Cancer-associated fibroblasts (CAFs) are known to increase tumor growth and to stimulate invasion and metastasis. Increasing evidence suggests that CAFs mediate response to various treatments. HNSCC cell lines were co-cultured with their patient-matched CAFs in 2D and 3D in vitro models, and the tumor cell gene expression profiles were investigated by cDNA microarray and qRT-PCR. The mRNA expression of eight candidate genes was examined in tumor biopsies from 32 HNSCC patients and in five biopsies from normal oral tissue. Differences in overall survival (OS) were tested with Kaplan-Meier long-rank analysis. Thirteen protein coding genes were found to be differentially expressed in tumor cells co-cultured with CAFs in 2D and 81 in 3D when compared to tumor cells cultured without CAFs. Six of these genes were upregulated both in 2D and 3D (POSTN, GREM1, BGN, COL1A2, COL6A3, and COL1A1). Moreover, two genes upregulated in 3D, MMP9 and FMOD, were significantly associated with the OS. In conclusion, we demonstrated in vitro that CAF-derived signals alter the tumor cell expression of multiple genes, several of which are associated with differentiation, epithelial-to-mesenchymal transition (EMT) phenotype, and metastasis. Moreover, six of the most highly upregulated genes were found to be overexpressed in tumor tissue compared to normal tissue.

In vitro measurement of glucose uptake after radiation and cetuximab treatment in head and neck cancer cell lines using 18F-FDG, gamma spectrometry and PET/CT.
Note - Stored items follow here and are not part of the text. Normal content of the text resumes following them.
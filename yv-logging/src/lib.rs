//! yv-logging: NDJSON events for training and decision post-mortems.
//!
//! Append-only, one JSON object per line. The core crates never log on
//! their own; the driver decides what to emit and when.

use std::fs::{File, OpenOptions};
use std::io::{self, BufWriter, Write};
use std::path::Path;
use std::time::{SystemTime, UNIX_EPOCH};

use serde::Serialize;

/// Crate version.
pub const VERSION: &str = env!("CARGO_PKG_VERSION");

pub fn now_ms() -> u64 {
    let d = SystemTime::now()
        .duration_since(UNIX_EPOCH)
        .unwrap_or_default();
    d.as_millis() as u64
}

/// One `train` call on a value function.
#[derive(Debug, Clone, Serialize)]
pub struct TrainEventV1 {
    pub event: &'static str,
    pub ts_ms: u64,
    pub feature_schema_id: u32,

    pub model_id: String,
    pub game: u64,
    pub num_examples: usize,
    pub mean_abs_err: f32,
    pub final_score: u16,
}

/// One decision taken during play.
#[derive(Debug, Clone, Serialize)]
pub struct DecisionEventV1 {
    pub event: &'static str,
    pub ts_ms: u64,
    pub feature_schema_id: u32,

    pub model_id: String,
    pub round: u32,
    pub throw_number: u8,
    pub candidates: usize,
    pub chosen: u8,
}

#[derive(Debug)]
pub enum NdjsonError {
    Io(io::Error),
    Json(serde_json::Error),
}

impl From<io::Error> for NdjsonError {
    fn from(e: io::Error) -> Self {
        Self::Io(e)
    }
}

impl From<serde_json::Error> for NdjsonError {
    fn from(e: serde_json::Error) -> Self {
        Self::Json(e)
    }
}

/// Append-only NDJSON writer.
///
/// Contract: each call writes exactly one JSON object followed by a newline.
pub struct NdjsonWriter {
    w: BufWriter<File>,
    lines_since_flush: u64,
    flush_every_lines: u64,
}

impl NdjsonWriter {
    /// Open a file for append. Creates it if it doesn't exist.
    pub fn open_append(path: impl AsRef<Path>) -> Result<Self, NdjsonError> {
        Self::open_append_with_flush(path, 0)
    }

    /// `flush_every_lines=0` disables periodic flushing.
    pub fn open_append_with_flush(
        path: impl AsRef<Path>,
        flush_every_lines: u64,
    ) -> Result<Self, NdjsonError> {
        let f = OpenOptions::new()
            .create(true)
            .append(true)
            .write(true)
            .open(path)?;
        Ok(Self {
            w: BufWriter::new(f),
            lines_since_flush: 0,
            flush_every_lines,
        })
    }

    pub fn write_event<T: Serialize>(&mut self, event: &T) -> Result<(), NdjsonError> {
        let mut buf = serde_json::to_vec(event)?;
        buf.push(b'\n');
        self.w.write_all(&buf)?;
        self.lines_since_flush += 1;
        if self.flush_every_lines > 0 && self.lines_since_flush >= self.flush_every_lines {
            self.flush()?;
        }
        Ok(())
    }

    pub fn flush(&mut self) -> Result<(), NdjsonError> {
        self.w.flush()?;
        self.lines_since_flush = 0;
        Ok(())
    }
}
//! yv-features: Feature schema + canonical encoding for the value networks.

pub mod encode;
pub mod schema;

pub use encode::{
    encode_dice, encode_die, encode_field_choice_input, encode_field_index, encode_outcome,
    encode_rethrow_input, encode_score_fields, encode_throw_number, FeatureError,
};
pub use schema::{
    DICE_FEATS, FEATURE_SCHEMA_ID, FIELD_MAX_SCORES, F_FIELD_CHOICE, F_RETHROW, MAX_GAME_SCORE,
    NUM_FACES,
};

/// Crate version.
pub const VERSION: &str = env!("CARGO_PKG_VERSION");

#[cfg(test)]
mod tests {
    use super::*;

    #[test]
    fn version_is_nonempty() {
        assert!(!VERSION.is_empty());
    }

    #[test]
    fn field_maxima_sum_matches_bonus_free_total() {
        // 324 across the fields; the +50 upper bonus brings the cap to 374.
        let sum: u16 = FIELD_MAX_SCORES.iter().sum();
        assert_eq!(sum + 50, MAX_GAME_SCORE);
    }
}
//! Unified configuration schema for the yv workspace.
//!
//! One YAML file configures model seeding and the training pass; every
//! section has serde defaults so a partial file (or none at all) still
//! yields a usable configuration.

use serde::{Deserialize, Serialize};
use std::path::Path;
use thiserror::Error;

/// Configuration loading errors.
#[derive(Error, Debug)]
pub enum ConfigError {
    #[error("Failed to read config file: {0}")]
    Io(#[from] std::io::Error),
    #[error("Failed to parse YAML: {0}")]
    Yaml(#[from] serde_yaml::Error),
}

/// Root configuration structure.
#[derive(Debug, Clone, Deserialize, Serialize, Default)]
pub struct Config {
    /// Model construction settings.
    #[serde(default)]
    pub model: ModelConfig,
    /// Training pass settings.
    #[serde(default)]
    pub training: TrainingConfig,
}

/// Model construction configuration.
///
/// The layer architecture itself is fixed per value-function kind at
/// construction and is intentionally not configurable here.
#[derive(Debug, Clone, Deserialize, Serialize)]
pub struct ModelConfig {
    /// Seed for weight initialization and epoch shuffling.
    #[serde(default)]
    pub seed: u64,
}

impl Default for ModelConfig {
    fn default() -> Self {
        Self { seed: 0 }
    }
}

/// Training configuration for one `train` call (one pass over a game batch).
#[derive(Debug, Clone, Deserialize, Serialize)]
pub struct TrainingConfig {
    /// Minibatch size within an epoch.
    #[serde(default = "default_batch_size")]
    pub batch_size: u32,
    /// Adam learning rate.
    #[serde(default = "default_learning_rate")]
    pub learning_rate: f64,
    /// Epochs per `train` call.
    #[serde(default = "default_epochs")]
    pub epochs: u32,
}

fn default_batch_size() -> u32 {
    32
}

fn default_learning_rate() -> f64 {
    1e-3
}

fn default_epochs() -> u32 {
    1
}

impl Default for TrainingConfig {
    fn default() -> Self {
        Self {
            batch_size: default_batch_size(),
            learning_rate: default_learning_rate(),
            epochs: default_epochs(),
        }
    }
}

impl Config {
    /// Load configuration from a YAML file.
    pub fn load<P: AsRef<Path>>(path: P) -> Result<Self, ConfigError> {
        let contents = std::fs::read_to_string(path)?;
        let config: Config = serde_yaml::from_str(&contents)?;
        Ok(config)
    }

    /// Load configuration from a YAML string.
    pub fn from_yaml(yaml: &str) -> Result<Self, ConfigError> {
        let config: Config = serde_yaml::from_str(yaml)?;
        Ok(config)
    }
}

#[cfg(test)]
mod tests {
    use super::*;

    #[test]
    fn defaults_are_sensible() {
        let config = Config::default();
        assert_eq!(config.model.seed, 0);
        assert_eq!(config.training.batch_size, 32);
        assert!((config.training.learning_rate - 1e-3).abs() < 1e-12);
        assert_eq!(config.training.epochs, 1);
    }

    #[test]
    fn parse_partial_yaml_applies_defaults() {
        let yaml = r#"
model:
  seed: 7

training:
  learning_rate: 0.01
"#;
        let config = Config::from_yaml(yaml).expect("Failed to parse YAML");
        assert_eq!(config.model.seed, 7);
        assert!((config.training.learning_rate - 0.01).abs() < 1e-12);
        // Check defaults are applied
        assert_eq!(config.training.batch_size, 32);
        assert_eq!(config.training.epochs, 1);
    }

    #[test]
    fn invalid_yaml_fails() {
        let invalid_yaml = "this is not: valid: yaml: {{{}}}";
        let result = Config::from_yaml(invalid_yaml);
        assert!(result.is_err());
    }
}
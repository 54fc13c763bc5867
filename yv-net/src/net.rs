//! Dense feed-forward net with a scalar output head: forward inference plus
//! a one-epoch Adam training pass on mean absolute error.

use rand::seq::SliceRandom;
use rand::{Rng, SeedableRng};
use rand_chacha::ChaCha8Rng;
use thiserror::Error;

use crate::spec::{Activation, NetSpec};

// Adam moment decay and stability constants.
const ADAM_BETA1: f32 = 0.9;
const ADAM_BETA2: f32 = 0.999;
const ADAM_EPS: f32 = 1e-7;

#[derive(Debug, Error)]
pub enum NetError {
    #[error("invalid net spec: {msg}")]
    InvalidSpec { msg: &'static str },
    #[error("bad input: expected {expected} features, got {got}")]
    BadInput { expected: usize, got: usize },
    #[error("invalid training options: {msg}")]
    InvalidOptions { msg: &'static str },
    #[error("training diverged to a non-finite loss")]
    NonFinite,
}

/// Options for one `fit` call.
#[derive(Debug, Clone, Copy)]
pub struct TrainOptions {
    /// Minibatch size within an epoch.
    pub batch_size: usize,
    /// Adam learning rate.
    pub learning_rate: f32,
    /// Passes over the batch per `fit` call.
    pub epochs: u32,
}

impl Default for TrainOptions {
    fn default() -> Self {
        Self {
            batch_size: 32,
            learning_rate: 1e-3,
            epochs: 1,
        }
    }
}

pub(crate) struct Dense {
    pub(crate) inputs: usize,
    pub(crate) outputs: usize,
    pub(crate) activation: Activation,
    // Row-major [outputs, inputs].
    pub(crate) w: Vec<f32>,
    pub(crate) b: Vec<f32>,
    // Adam first/second moment estimates, same shapes as w/b.
    m_w: Vec<f32>,
    v_w: Vec<f32>,
    m_b: Vec<f32>,
    v_b: Vec<f32>,
}

impl Dense {
    fn new(inputs: usize, outputs: usize, activation: Activation, rng: &mut ChaCha8Rng) -> Self {
        // Glorot-uniform weights, zero biases.
        let limit = (6.0 / (inputs + outputs) as f32).sqrt();
        let w = (0..outputs * inputs)
            .map(|_| rng.gen_range(-limit..limit))
            .collect();
        Self {
            inputs,
            outputs,
            activation,
            w,
            b: vec![0.0; outputs],
            m_w: vec![0.0; outputs * inputs],
            v_w: vec![0.0; outputs * inputs],
            m_b: vec![0.0; outputs],
            v_b: vec![0.0; outputs],
        }
    }

    fn forward(&self, input: &[f32], out: &mut Vec<f32>) {
        out.clear();
        out.reserve(self.outputs);
        for o in 0..self.outputs {
            let row = &self.w[o * self.inputs..(o + 1) * self.inputs];
            let mut sum = self.b[o];
            for (wi, xi) in row.iter().zip(input.iter()) {
                sum += wi * xi;
            }
            out.push(match self.activation {
                Activation::Relu => {
                    if sum > 0.0 {
                        sum
                    } else {
                        0.0
                    }
                }
                Activation::Linear => sum,
            });
        }
    }

    pub(crate) fn reset_optimizer(&mut self) {
        self.m_w.iter_mut().for_each(|x| *x = 0.0);
        self.v_w.iter_mut().for_each(|x| *x = 0.0);
        self.m_b.iter_mut().for_each(|x| *x = 0.0);
        self.v_b.iter_mut().for_each(|x| *x = 0.0);
    }
}

/// A trainable dense net. Construction fixes the architecture; only the
/// parameters change afterwards, via `fit` or a persistence load.
pub struct Net {
    pub(crate) spec: NetSpec,
    pub(crate) layers: Vec<Dense>,
    seed: u64,
    // Adam timestep, shared across layers.
    pub(crate) step: u64,
    epochs_run: u64,
}

impl Net {
    pub fn new(spec: NetSpec, seed: u64) -> Result<Self, NetError> {
        validate_spec(&spec)?;
        let mut rng = ChaCha8Rng::seed_from_u64(seed);
        let layers = spec
            .layers
            .iter()
            .map(|l| Dense::new(l.inputs, l.outputs, l.activation, &mut rng))
            .collect();
        Ok(Self {
            spec,
            layers,
            seed,
            step: 0,
            epochs_run: 0,
        })
    }

    pub fn spec(&self) -> &NetSpec {
        &self.spec
    }

    pub fn num_inputs(&self) -> usize {
        self.spec.num_inputs()
    }

    /// One forward pass. Deterministic for fixed parameters, no side effects.
    pub fn predict(&self, input: &[f32]) -> Result<f32, NetError> {
        if input.len() != self.num_inputs() {
            return Err(NetError::BadInput {
                expected: self.num_inputs(),
                got: input.len(),
            });
        }
        let mut cur = input.to_vec();
        let mut next = Vec::new();
        for layer in &self.layers {
            layer.forward(&cur, &mut next);
            std::mem::swap(&mut cur, &mut next);
        }
        Ok(cur[0])
    }

    /// Run `opts.epochs` optimization passes over the batch, shuffled per
    /// epoch and split into minibatches, minimizing mean absolute error with
    /// Adam. Returns the last epoch's mean absolute error.
    ///
    /// A non-finite loss aborts immediately with `NetError::NonFinite`;
    /// there is no retry and no rollback of updates already applied.
    pub fn fit<S: AsRef<[f32]>>(
        &mut self,
        inputs: &[S],
        targets: &[f32],
        opts: &TrainOptions,
    ) -> Result<f32, NetError> {
        if inputs.len() != targets.len() {
            return Err(NetError::InvalidOptions {
                msg: "inputs and targets must have equal length",
            });
        }
        if inputs.is_empty() {
            return Err(NetError::InvalidOptions {
                msg: "training batch must not be empty",
            });
        }
        if opts.batch_size == 0 {
            return Err(NetError::InvalidOptions {
                msg: "batch_size must be > 0",
            });
        }
        if opts.epochs == 0 {
            return Err(NetError::InvalidOptions {
                msg: "epochs must be > 0",
            });
        }
        let expected = self.num_inputs();
        for input in inputs {
            let got = input.as_ref().len();
            if got != expected {
                return Err(NetError::BadInput { expected, got });
            }
        }

        let n = inputs.len();
        let mut epoch_err = 0.0f32;
        for _ in 0..opts.epochs {
            let mut order: Vec<usize> = (0..n).collect();
            let mut rng = ChaCha8Rng::seed_from_u64(
                self.seed ^ self.epochs_run.wrapping_mul(0x9E37_79B9_7F4A_7C15),
            );
            order.shuffle(&mut rng);

            let mut abs_err_sum = 0.0f64;
            for chunk in order.chunks(opts.batch_size) {
                let batch_err = self.fit_minibatch(inputs, targets, chunk, opts.learning_rate)?;
                abs_err_sum += f64::from(batch_err) * chunk.len() as f64;
            }
            epoch_err = (abs_err_sum / n as f64) as f32;
            self.epochs_run += 1;
        }
        Ok(epoch_err)
    }

    /// Forward, caching each layer's post-activation output in `acts`.
    fn forward_cached(&self, input: &[f32], acts: &mut Vec<Vec<f32>>) {
        acts.clear();
        for (i, layer) in self.layers.iter().enumerate() {
            let mut out = Vec::new();
            {
                let cur: &[f32] = if i == 0 { input } else { &acts[i - 1] };
                layer.forward(cur, &mut out);
            }
            acts.push(out);
        }
    }

    fn fit_minibatch<S: AsRef<[f32]>>(
        &mut self,
        inputs: &[S],
        targets: &[f32],
        chunk: &[usize],
        learning_rate: f32,
    ) -> Result<f32, NetError> {
        let num_layers = self.layers.len();
        let mut grad_w: Vec<Vec<f32>> = self.layers.iter().map(|l| vec![0.0; l.w.len()]).collect();
        let mut grad_b: Vec<Vec<f32>> = self.layers.iter().map(|l| vec![0.0; l.b.len()]).collect();

        let mut acts: Vec<Vec<f32>> = Vec::with_capacity(num_layers);
        let mut loss_sum = 0.0f32;
        let scale = 1.0 / chunk.len() as f32;

        for &idx in chunk {
            let input = inputs[idx].as_ref();
            self.forward_cached(input, &mut acts);
            let y = acts[num_layers - 1][0];
            let err = y - targets[idx];
            loss_sum += err.abs();

            // MAE subgradient at the scalar output, averaged over the batch.
            let dl = if err > 0.0 {
                scale
            } else if err < 0.0 {
                -scale
            } else {
                0.0
            };

            let mut da = vec![dl];
            for l in (0..num_layers).rev() {
                let layer = &self.layers[l];
                // dz folds the activation derivative into da.
                let mut dz = da;
                if layer.activation == Activation::Relu {
                    for (g, &a) in dz.iter_mut().zip(acts[l].iter()) {
                        if a <= 0.0 {
                            *g = 0.0;
                        }
                    }
                }
                let prev: &[f32] = if l == 0 { input } else { &acts[l - 1] };
                for o in 0..layer.outputs {
                    let g = dz[o];
                    if g != 0.0 {
                        let row = o * layer.inputs;
                        for (slot, &p) in grad_w[l][row..row + layer.inputs].iter_mut().zip(prev) {
                            *slot += g * p;
                        }
                    }
                    grad_b[l][o] += g;
                }
                if l == 0 {
                    break;
                }
                let mut da_prev = vec![0.0f32; layer.inputs];
                for o in 0..layer.outputs {
                    let g = dz[o];
                    if g != 0.0 {
                        let row = &layer.w[o * layer.inputs..(o + 1) * layer.inputs];
                        for (slot, &w) in da_prev.iter_mut().zip(row) {
                            *slot += g * w;
                        }
                    }
                }
                da = da_prev;
            }
        }

        let batch_err = loss_sum / chunk.len() as f32;
        if !batch_err.is_finite() {
            return Err(NetError::NonFinite);
        }

        self.adam_step(learning_rate, &grad_w, &grad_b);
        Ok(batch_err)
    }

    fn adam_step(&mut self, learning_rate: f32, grad_w: &[Vec<f32>], grad_b: &[Vec<f32>]) {
        self.step += 1;
        let t = self.step.min(i32::MAX as u64) as i32;
        let bc1 = 1.0 - ADAM_BETA1.powi(t);
        let bc2 = 1.0 - ADAM_BETA2.powi(t);

        for (l, layer) in self.layers.iter_mut().enumerate() {
            adam_update(
                &mut layer.w,
                &mut layer.m_w,
                &mut layer.v_w,
                &grad_w[l],
                learning_rate,
                bc1,
                bc2,
            );
            adam_update(
                &mut layer.b,
                &mut layer.m_b,
                &mut layer.v_b,
                &grad_b[l],
                learning_rate,
                bc1,
                bc2,
            );
        }
    }

    /// Forget optimizer state, e.g. after parameters were replaced by a load.
    pub(crate) fn reset_optimizer(&mut self) {
        self.step = 0;
        for layer in &mut self.layers {
            layer.reset_optimizer();
        }
    }
}

fn adam_update(
    params: &mut [f32],
    m: &mut [f32],
    v: &mut [f32],
    grad: &[f32],
    learning_rate: f32,
    bc1: f32,
    bc2: f32,
) {
    for i in 0..params.len() {
        let g = grad[i];
        m[i] = ADAM_BETA1 * m[i] + (1.0 - ADAM_BETA1) * g;
        v[i] = ADAM_BETA2 * v[i] + (1.0 - ADAM_BETA2) * g * g;
        let m_hat = m[i] / bc1;
        let v_hat = v[i] / bc2;
        params[i] -= learning_rate * m_hat / (v_hat.sqrt() + ADAM_EPS);
    }
}

fn validate_spec(spec: &NetSpec) -> Result<(), NetError> {
    if spec.layers.is_empty() {
        return Err(NetError::InvalidSpec {
            msg: "spec must have at least one layer",
        });
    }
    for layer in &spec.layers {
        if layer.inputs == 0 || layer.outputs == 0 {
            return Err(NetError::InvalidSpec {
                msg: "layer widths must be > 0",
            });
        }
    }
    for pair in spec.layers.windows(2) {
        if pair[0].outputs != pair[1].inputs {
            return Err(NetError::InvalidSpec {
                msg: "consecutive layer widths must chain",
            });
        }
    }
    if spec.num_outputs() != 1 {
        return Err(NetError::InvalidSpec {
            msg: "output head must be scalar",
        });
    }
    Ok(())
}
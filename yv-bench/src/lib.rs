//! yv-bench: criterion benchmarks only; no library surface.
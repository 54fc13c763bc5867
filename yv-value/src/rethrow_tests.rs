use std::sync::atomic::{AtomicUsize, Ordering};

use yv_core::{DiceHand, Die, ScoreFields, NUM_FIELDS};
use yv_history::{DiceThrowHistory, GameLog, RoundRecord};

use crate::rethrow::{
    best_rethrow_by, rethrow_examples, DiceRethrowValue, Rethrow, RETHROW_CANDIDATES,
};
use crate::value::{ValueError, ValueFunction};

fn hand() -> DiceHand {
    DiceHand::known([1, 2, 3, 4, 5])
}

fn masked_count(candidate: &DiceHand) -> f32 {
    candidate
        .0
        .iter()
        .filter(|d| matches!(d, Die::Unknown))
        .count() as f32
}

fn full_game(final_score: u16) -> yv_history::GameRecord {
    let mut log = GameLog::new();
    let mut fields = ScoreFields::empty();
    for r in 0..NUM_FIELDS {
        let face = (r % 6) as u8 + 1;
        log.push_round(RoundRecord {
            fields,
            throws: [[face; 5]; 3],
            chosen_field: r as u8,
            score: 5,
        });
        fields.0[r] = Some(5);
    }
    log.finish(final_score).unwrap()
}

#[test]
fn sweep_evaluates_exactly_32_candidates() {
    let calls = AtomicUsize::new(0);
    let decision = best_rethrow_by(&hand(), |_| {
        calls.fetch_add(1, Ordering::Relaxed);
        Ok(0.5)
    })
    .unwrap();
    assert_eq!(calls.load(Ordering::Relaxed), RETHROW_CANDIDATES);
    // All candidates tie above the baseline; the earliest pattern wins.
    assert!(decision.is_empty());
}

#[test]
fn masked_count_predictor_prefers_throwing_everything() {
    let decision = best_rethrow_by(&hand(), |c| Ok(masked_count(c))).unwrap();
    assert_eq!(decision.positions(), vec![0, 1, 2, 3, 4]);
    assert_eq!(decision.pattern(), 0b11111);
}

#[test]
fn nonpositive_landscape_keeps_every_die() {
    let decision = best_rethrow_by(&hand(), |c| Ok(-1.0 - masked_count(c))).unwrap();
    assert_eq!(decision, Rethrow::NONE);
    assert!(decision.positions().is_empty());
}

#[test]
fn pattern_bit_order_maps_low_bit_to_last_position() {
    // Reward exactly one shape: only the last die masked.
    let decision = best_rethrow_by(&hand(), |c| {
        let only_last = c.0[4] == Die::Unknown && c.0[..4].iter().all(|d| d.face().is_some());
        Ok(if only_last { 1.0 } else { 0.0 })
    })
    .unwrap();
    assert_eq!(decision.pattern(), 0b00001);
    assert_eq!(decision.positions(), vec![4]);
}

#[test]
fn sweep_rejects_masked_starting_hands() {
    let mut start = hand();
    start.0[2] = Die::Unknown;
    let err = best_rethrow_by(&start, |_| Ok(0.0)).unwrap_err();
    assert!(matches!(err, ValueError::InvalidInput { .. }));
}

#[test]
fn model_decision_returns_a_subset_of_positions() {
    let model = DiceRethrowValue::new(5).unwrap();
    let decision = model
        .decide_dice_throw(&ScoreFields::empty(), 0, &hand())
        .unwrap();
    assert!(decision.positions().iter().all(|&p| p < 5));
}

#[test]
fn one_game_yields_45_examples_with_a_shared_target() {
    let game = full_game(187);
    let examples = rethrow_examples(&game.dice_throw_data()).unwrap();
    assert_eq!(examples.len(), 45);
    let expected = 187.0 / 374.0;
    for example in &examples {
        assert_eq!(example.features.len(), 48);
        assert!((example.target - expected).abs() < 1e-6);
    }
}

#[test]
fn training_on_a_game_returns_a_finite_error() {
    let mut model = DiceRethrowValue::new(0).unwrap();
    let err = model.train(&full_game(187)).unwrap();
    assert!(err.is_finite());
}

#[test]
fn save_load_roundtrip_preserves_decisions() {
    let dir = tempfile::tempdir().unwrap();
    let mut trained = DiceRethrowValue::new(8).unwrap();
    trained.train(&full_game(200)).unwrap();
    trained.save(dir.path()).unwrap();

    let mut restored = DiceRethrowValue::new(1234).unwrap();
    restored.load(dir.path()).unwrap();

    let fields = ScoreFields::empty();
    assert_eq!(
        trained.predict_state(&hand(), 1, &fields).unwrap(),
        restored.predict_state(&hand(), 1, &fields).unwrap()
    );
    assert_eq!(
        trained.decide_dice_throw(&fields, 1, &hand()).unwrap(),
        restored.decide_dice_throw(&fields, 1, &hand()).unwrap()
    );
}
The standard treatment for head and neck squamous cell carcinoma (HNSCC) is radiotherapy, often in combination with chemotherapy or surgery. However, a novel monoclonal antibody, cetuximab (Erbitux®), has also been approved for patient therapy. The aim of present study was to develop an in vitro method for the measurement of 18F-fluoro-2deoxy-D-glucose (FDG) to determine if cellular 18F-FDG uptake is associated with response to radiotherapy or cetuximab treatment. In the current study, HNSCC cell lines were treated with radiation or with cetuximab. Next, the uptake of 18F-FDG was measured using a gamma spectrometer (GS). Thereafter, uptake after radiation was measured first with GS and then compared with positron emission tomography (PET)/computed tomography (CT) imaging. Furthermore, the mRNA expression of glucose transporter 1 (GLUT1) was measured following cetuximab treatment via reverse transcription-quantitative PCR. A study protocol was developed to measure the cellular uptake of 18F-FDG via gamma-ray spectrometry and comparable results were obtained with those of clinical PET/CT. The results revealed a decrease in 18F-FDG after radiation and cetuximab treatment. The uptake of 18F-FDG following cetuximab treatment was significantly lower in the cetuximab-sensitive cell line UT-SCC-14 compared with the cetuximab-resistant cell lines UT-SCC-2 and UT-SCC-45. Furthermore, after treatment with cetuximab for 24 and 48 h, a significant increase in GLUT1 expression was detected in the sensitive cell line compared with the two resistant cell lines. In conclusion, a novel yet reliable method for the measurement of intracellular 18F-FDG via GS has been developed, and our results indicate that 18F-FDG uptake is associated with radiation and cetuximab response in HNSCC.